Arugula Salad with Roasted Eggplant and Sweet Pomegranate Dressing

Vegetarian
Gluten Free
Dairy Free
Health score
22%
Arugula Salad with Roasted Eggplant and Sweet Pomegranate Dressing
45 min.
6
382kcal

Suggestions


Elevate your dining experience with our Arugula Salad with Roasted Eggplant and Sweet Pomegranate Dressing.
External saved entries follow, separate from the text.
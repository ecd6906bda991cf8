//! The per-pixel adjustment compute pass.

use fotiq_core::transform::uniforms::RenderUniforms;

use crate::buffers::{CurveTexture, GpuImage};
use crate::layout::{
    create_compute_pipeline, storage_ro_entry, storage_rw_entry, texture_1d_entry, uniform_entry,
};

const WORKGROUP_SIZE: u32 = 8;

/// Evaluates the adjustment pipeline for every pixel of a render target.
pub struct AdjustPass {
    pipeline: wgpu::ComputePipeline,
    layout: wgpu::BindGroupLayout,
    uniforms: wgpu::Buffer,
}

impl AdjustPass {
    pub fn new(device: &wgpu::Device) -> Self {
        let uniform_size = std::mem::size_of::<RenderUniforms>() as u64;
        let (pipeline, layout) = create_compute_pipeline(
            device,
            "adjust",
            include_str!("../shaders/adjust.wgsl"),
            &[
                storage_ro_entry(0),
                texture_1d_entry(1),
                uniform_entry(2, uniform_size),
                storage_rw_entry(3, 16),
            ],
        );
        let uniforms = device.create_buffer(&wgpu::BufferDescriptor {
            label: Some("fotiq_adjust_uniforms"),
            size: uniform_size,
            usage: wgpu::BufferUsages::UNIFORM | wgpu::BufferUsages::COPY_DST,
            mapped_at_creation: false,
        });
        Self {
            pipeline,
            layout,
            uniforms,
        }
    }

    /// Write `uniforms` and record one dispatch covering `target`.
    #[allow(clippy::too_many_arguments)]
    pub fn encode(
        &self,
        device: &wgpu::Device,
        queue: &wgpu::Queue,
        encoder: &mut wgpu::CommandEncoder,
        source: &GpuImage,
        curve: &CurveTexture,
        target: &GpuImage,
        uniforms: &RenderUniforms,
    ) {
        queue.write_buffer(&self.uniforms, 0, uniforms.as_bytes());

        let bind_group = device.create_bind_group(&wgpu::BindGroupDescriptor {
            label: Some("fotiq_adjust_bg"),
            layout: &self.layout,
            entries: &[
                wgpu::BindGroupEntry {
                    binding: 0,
                    resource: source.buffer.as_entire_binding(),
                },
                wgpu::BindGroupEntry {
                    binding: 1,
                    resource: wgpu::BindingResource::TextureView(&curve.view),
                },
                wgpu::BindGroupEntry {
                    binding: 2,
                    resource: self.uniforms.as_entire_binding(),
                },
                wgpu::BindGroupEntry {
                    binding: 3,
                    resource: target.buffer.as_entire_binding(),
                },
            ],
        });

        let mut pass = encoder.begin_compute_pass(&wgpu::ComputePassDescriptor {
            label: Some("fotiq_adjust_pass"),
            timestamp_writes: None,
        });
        pass.set_pipeline(&self.pipeline);
        pass.set_bind_group(0, &bind_group, &[]);
        pass.dispatch_workgroups(
            target.width.div_ceil(WORKGROUP_SIZE),
            target.height.div_ceil(WORKGROUP_SIZE),
            1,
        );
    }
}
This vibrant dish is not just a salad; it’s a celebration of flavors and textures that come together beautifully. Featuring the peppery notes of fresh arugula and the rich, creamy texture of roasted eggplant, this salad is a feast for both the eyes and the palate.

The addition of juicy cherry tomatoes provides a burst of sweetness, while the crunchy toasted pine nuts add a delightful contrast that will keep you reaching for more. What truly sets this salad apart is the luscious pomegranate dressing—crafted from a harmonious blend of balsamic vinegar, honey, and pomegranate molasses—that drizzles over the entire dish, tying all the components together with its sweet-tart allure.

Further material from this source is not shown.